Why do we see this only under high load?

Looking at the logs information that precedes the InvalidSignatureException, we see:

400/com.amazonaws.dynamodb.v20120810#ProvisionedThroughputExceededException 

This tells us that when under high load, DynamoDB will try to scale up – but at the same time, throttle our requests – because it will consider the request rate to be too high. 

400/com.amazonaws.dynamodb.v20120810#ProvisionedThroughputExceededException  is a retryable exception, and DynamoDB DefaultRetryer will attempt to retry it, ultimately leading us into the second iteration of the while-true loop described above.

The following flowchart explains the life cycle of the request:

What went wrong – and can we identify these kinds of errors sooner or more easily?

Both pieces of code in isolation are perfectly valid, but their combination creates a perfect storm:

The AWS Golang SDK signs HTTP requests (headers and payload) before sending them to AWS servers. If your outbound middleware adds any headers, such as trace/span IDs, the AWS server will ignore them, since they are unsigned. However, during a retry, the AWS SDK will sign the previous request’s headers. So, if your middleware modifies any headers it previously sent, the AWS server will now reject the request, since the signed headers no longer match the headers that were provided.

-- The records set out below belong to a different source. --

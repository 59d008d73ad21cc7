//! Client error type.

/// Errors surfaced by the sync client.
#[derive(Debug, thiserror::Error)]
pub enum ClientError {
    /// A send was attempted while the socket was not open. The message was
    /// dropped.
    #[error("transport not open")]
    TransportNotOpen,
    /// No reply arrived before the request deadline.
    #[error("request timed out")]
    Timeout,
    /// The connection closed, or a newer request displaced this one.
    #[error("connection closed")]
    Closed,
    /// The server replied with an error payload.
    #[error("request rejected: {code}: {message}")]
    Rejected { code: String, message: String },
    #[error("codec error: {0}")]
    Codec(#[from] frames::CodecError),
    #[error("protocol error: {0}")]
    Protocol(#[from] frames::ProtocolError),
    #[error("websocket error: {0}")]
    WebSocket(Box<tokio_tungstenite::tungstenite::Error>),
}

impl From<tokio_tungstenite::tungstenite::Error> for ClientError {
    fn from(e: tokio_tungstenite::tungstenite::Error) -> Self {
        Self::WebSocket(Box::new(e))
    }
}
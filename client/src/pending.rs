//! Pending-request table: correlates replies with their waiters.
//!
//! Each entry holds an optional oneshot waiter, a [`ReplyAction`] the client
//! applies to its own state when the reply lands, and a deadline. Entries are
//! removed on reply, on expiry, or when the connection closes; each waiter is
//! resolved exactly once.

#[cfg(test)]
#[path = "pending_test.rs"]
mod pending_test;

use std::collections::HashMap;
use std::time::Instant;

use frames::{Data, EntityRecord};
use tokio::sync::oneshot;
use tracing::{debug, warn};

use crate::ClientError;

/// Result delivered to a request waiter.
pub type Reply = Result<Data, ClientError>;

/// Client-side follow-up applied when a reply (or its failure) arrives.
#[derive(Debug, Clone, PartialEq)]
pub enum ReplyAction {
    None,
    /// Resolve a control claim on this entity.
    Claim { id: String },
    /// Control release acknowledged.
    Release { id: String },
    /// Load the returned entity list for this diagram.
    Subscribe { diagram_id: String },
    /// Optimistic create of `id`. On failure the local store goes back to
    /// `previous`, or drops the entity if there was none.
    Create { id: String, previous: Option<Box<EntityRecord>> },
    /// Optimistic remove. On failure `record` is restored.
    Remove { record: Box<EntityRecord> },
}

#[derive(Debug)]
struct Entry {
    waiter: Option<oneshot::Sender<Reply>>,
    action: ReplyAction,
    deadline: Instant,
}

/// Outstanding requests keyed by request id.
#[derive(Debug, Default)]
pub struct PendingTable {
    entries: HashMap<String, Entry>,
}

impl PendingTable {
    #[must_use]
    pub fn new() -> Self {
        Self::default()
    }

    #[must_use]
    pub fn len(&self) -> usize {
        self.entries.len()
    }

    #[must_use]
    pub fn is_empty(&self) -> bool {
        self.entries.is_empty()
    }

    #[must_use]
    pub fn contains(&self, request_id: &str) -> bool {
        self.entries.contains_key(request_id)
    }

    /// Register a request. A duplicate id replaces the older entry, whose
    /// waiter resolves with [`ClientError::Closed`].
    pub fn insert(
        &mut self,
        request_id: String,
        waiter: Option<oneshot::Sender<Reply>>,
        action: ReplyAction,
        deadline: Instant,
    ) {
        let entry = Entry { waiter, action, deadline };
        if let Some(displaced) = self.entries.insert(request_id.clone(), entry) {
            warn!(%request_id, "duplicate request id; displacing older waiter");
            deliver(displaced.waiter, Err(ClientError::Closed));
        }
    }

    /// Remove an entry and hand back its follow-up and waiter.
    pub fn take(&mut self, request_id: &str) -> Option<(ReplyAction, Option<oneshot::Sender<Reply>>)> {
        self.entries.remove(request_id).map(|e| (e.action, e.waiter))
    }

    /// Earliest deadline among outstanding requests.
    #[must_use]
    pub fn next_deadline(&self) -> Option<Instant> {
        self.entries.values().map(|e| e.deadline).min()
    }

    /// Expire every entry whose deadline has passed. Waiters resolve with
    /// [`ClientError::Timeout`]; the follow-ups are returned so the caller can
    /// roll back provisional state.
    pub fn expire_at(&mut self, now: Instant) -> Vec<ReplyAction> {
        let expired: Vec<String> = self
            .entries
            .iter()
            .filter(|(_, e)| e.deadline <= now)
            .map(|(id, _)| id.clone())
            .collect();

        expired
            .into_iter()
            .filter_map(|request_id| {
                let entry = self.entries.remove(&request_id)?;
                debug!(%request_id, "request timed out");
                deliver(entry.waiter, Err(ClientError::Timeout));
                Some(entry.action)
            })
            .collect()
    }

    /// Resolve every waiter with [`ClientError::Closed`] and clear the table.
    pub fn fail_all(&mut self) -> Vec<ReplyAction> {
        self.entries
            .drain()
            .map(|(_, entry)| {
                deliver(entry.waiter, Err(ClientError::Closed));
                entry.action
            })
            .collect()
    }
}

/// Resolve a waiter if one is registered. A dropped receiver is not an error.
pub(crate) fn deliver(waiter: Option<oneshot::Sender<Reply>>, reply: Reply) {
    if let Some(tx) = waiter {
        if tx.send(reply).is_err() {
            debug!("request waiter dropped before reply");
        }
    }
}
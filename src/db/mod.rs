//! Database initialization and migration runner.
//!
//! SYSTEM CONTEXT
//! ==============
//! Start-up uses this module only when `DATABASE_URL` is set. It creates the
//! shared SQLx pool and applies schema migrations before the listener binds.

use sqlx::PgPool;
use sqlx::postgres::PgPoolOptions;

use crate::config::env_parse;

const DEFAULT_DB_MAX_CONNECTIONS: u32 = 5;

/// Initialize the `PostgreSQL` connection pool and run migrations.
///
/// # Errors
///
/// Returns an error if the connection or migrations fail.
pub async fn init_pool(database_url: &str) -> Result<PgPool, sqlx::Error> {
    let pool = PgPoolOptions::new()
        .max_connections(env_parse("DB_MAX_CONNECTIONS", DEFAULT_DB_MAX_CONNECTIONS))
        .connect(database_url)
        .await?;

    sqlx::migrate!("src/db/migrations").run(&pool).await?;

    Ok(pool)
}
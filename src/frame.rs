//! Reply bodies and structured errors.
//!
//! DESIGN
//! ======
//! A reply is a flat JSON object tagged with the request's `requestId`.
//! Failures travel inside the same object under `error` so the requester's
//! waiter always resolves:
//!
//! ```text
//! { "updated": false, "error": { "code": "E_STORE", "message": "...", "retryable": true }, "requestId": "..." }
//! ```

#[cfg(test)]
#[path = "frame_test.rs"]
mod tests;

use frames::Data;
use serde_json::Value;

// =============================================================================
// FIELD CONSTANTS
// =============================================================================

/// Reply key carrying a structured error.
pub const FRAME_ERROR: &str = "error";

/// Error key for the grepable code.
pub const FRAME_CODE: &str = "code";

/// Error key for the human-readable message.
pub const FRAME_MESSAGE: &str = "message";

/// Error key for the retryable flag.
pub const FRAME_RETRYABLE: &str = "retryable";

// =============================================================================
// ERROR CODES
// =============================================================================

/// Grepable error code and retryable flag for structured error replies.
pub trait ErrorCode: std::fmt::Display {
    fn error_code(&self) -> &'static str;

    fn retryable(&self) -> bool {
        false
    }
}

// =============================================================================
// BUILDERS
// =============================================================================

/// `{code, message, retryable}` for a typed error.
#[must_use]
pub fn error_object(err: &(impl ErrorCode + ?Sized)) -> Data {
    let mut data = Data::new();
    data.insert(FRAME_CODE.into(), Value::String(err.error_code().to_owned()));
    data.insert(FRAME_MESSAGE.into(), Value::String(err.to_string()));
    data.insert(FRAME_RETRYABLE.into(), Value::Bool(err.retryable()));
    data
}

/// Reply body carrying only an error.
#[must_use]
pub fn error_reply(err: &(impl ErrorCode + ?Sized)) -> Data {
    let mut data = Data::new();
    data.insert(FRAME_ERROR.into(), Value::Object(error_object(err)));
    data
}

/// Best-effort reply: the verb's result flag set to `false`, plus the error.
#[must_use]
pub fn failed_reply(flag: &str, err: &(impl ErrorCode + ?Sized)) -> Data {
    let mut data = error_reply(err);
    data.insert(flag.to_owned(), Value::Bool(false));
    data
}

/// Single-key reply body such as `{added: true}`.
#[must_use]
pub fn flag_reply(flag: &str, value: bool) -> Data {
    let mut data = Data::new();
    data.insert(flag.to_owned(), Value::Bool(value));
    data
}
//! Precomputed array manifold
//!
//! The manifold is the map from arrival angle to the vector of per-element
//! steering coefficients. It is a pure function of array geometry and
//! wavelength, fixed once at simulation construction and reused by every
//! snapshot and every estimator; noise never enters it.
//!
//! ## Example
//!
//! ```rust
//! use doasim::antenna::AntennaArray;
//! use doasim::manifold::ArrayManifold;
//!
//! let array = AntennaArray::linear(4, 0.15).unwrap();
//! let manifold = ArrayManifold::new(&array, 0.3);
//! let a = manifold.steering_vector(0.2);
//! assert_eq!(a.len(), 4);
//! assert!(a.iter().all(|c| (c.norm() - 1.0).abs() < 1e-12));
//! ```

use crate::antenna::AntennaArray;
use crate::position::Position;
use crate::wavefront::manifold_coefficient;
use num_complex::Complex64;

/// Steering-coefficient generator for a fixed geometry and wavelength.
#[derive(Debug, Clone)]
pub struct ArrayManifold {
    elements: Vec<Position>,
    reference: Position,
    wavelength: f64,
}

impl ArrayManifold {
    /// Capture the element positions and reference point of `array` at the
    /// given wavelength.
    pub fn new(array: &AntennaArray, wavelength: f64) -> Self {
        Self {
            elements: array.antennas().iter().map(|a| *a.position()).collect(),
            reference: *array.reference(),
            wavelength,
        }
    }

    /// Number of elements M.
    pub fn len(&self) -> usize {
        self.elements.len()
    }

    pub fn is_empty(&self) -> bool {
        self.elements.is_empty()
    }

    pub fn wavelength(&self) -> f64 {
        self.wavelength
    }

    /// Unit-modulus steering coefficient of one element toward `theta`.
    pub fn coefficient(&self, element: usize, theta: f64) -> Complex64 {
        manifold_coefficient(
            &self.elements[element],
            &self.reference,
            theta,
            self.wavelength,
        )
    }

    /// Full steering vector a(theta), length M.
    pub fn steering_vector(&self, theta: f64) -> Vec<Complex64> {
        self.elements
            .iter()
            .map(|p| manifold_coefficient(p, &self.reference, theta, self.wavelength))
            .collect()
    }
}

Can we identify the situation sooner? Unfortunately, no. There are multiple layers of abstraction:

  • Our code sits on top of the AWS GO Library,
  • The AWS GO Library sits on top of the AWS HTTP REST API, and
  • AWS HTTP REST API sits on top of the AWS firewall/throttler

And every layer makes various assumptions that just don't play nicely when coupled. 

The only practical solution, then, is to open the debugger and step through the code – multiple times – until the picture is clear in someone's mind. 

How we fixed the problem

We added an AWS session SendHandler that persists signed headers into context.Context. Subsequent retries read previously signed headers back, and ensure that the value of those headers never change, even if the header itself does change (i.e., Opentracing span_id changed).


Further reading

In this article, Aspen Mesh describes an error use case similar to what we experienced: https://aspenmesh.io/distributed-tracing-with-istio-in-aws/

Conclusion

Not every fix renders the situation solved once and for all. Sometimes, you have to create stop gaps. And in other situations, the actual solution creates new bumps that you simply have to address. By making room for solutions to not be a catch-all, you empower your team to get creative with their approaches, and provide psychological safety to try various methods to get to the desired outcome – until one day, a more worthy cure is found.



Denys Kurylenko works at Fast on the Reliability and Performance Team, focused on technical infrastructure for their one-click online checkout platform. Denys' extensive expertise runs across multiple tech stacks, with an emphasis on creating modular, scalable software with no shortcuts to the quality of code. Denys holds a Master of Science in Computer Science and resides in the Seattle area.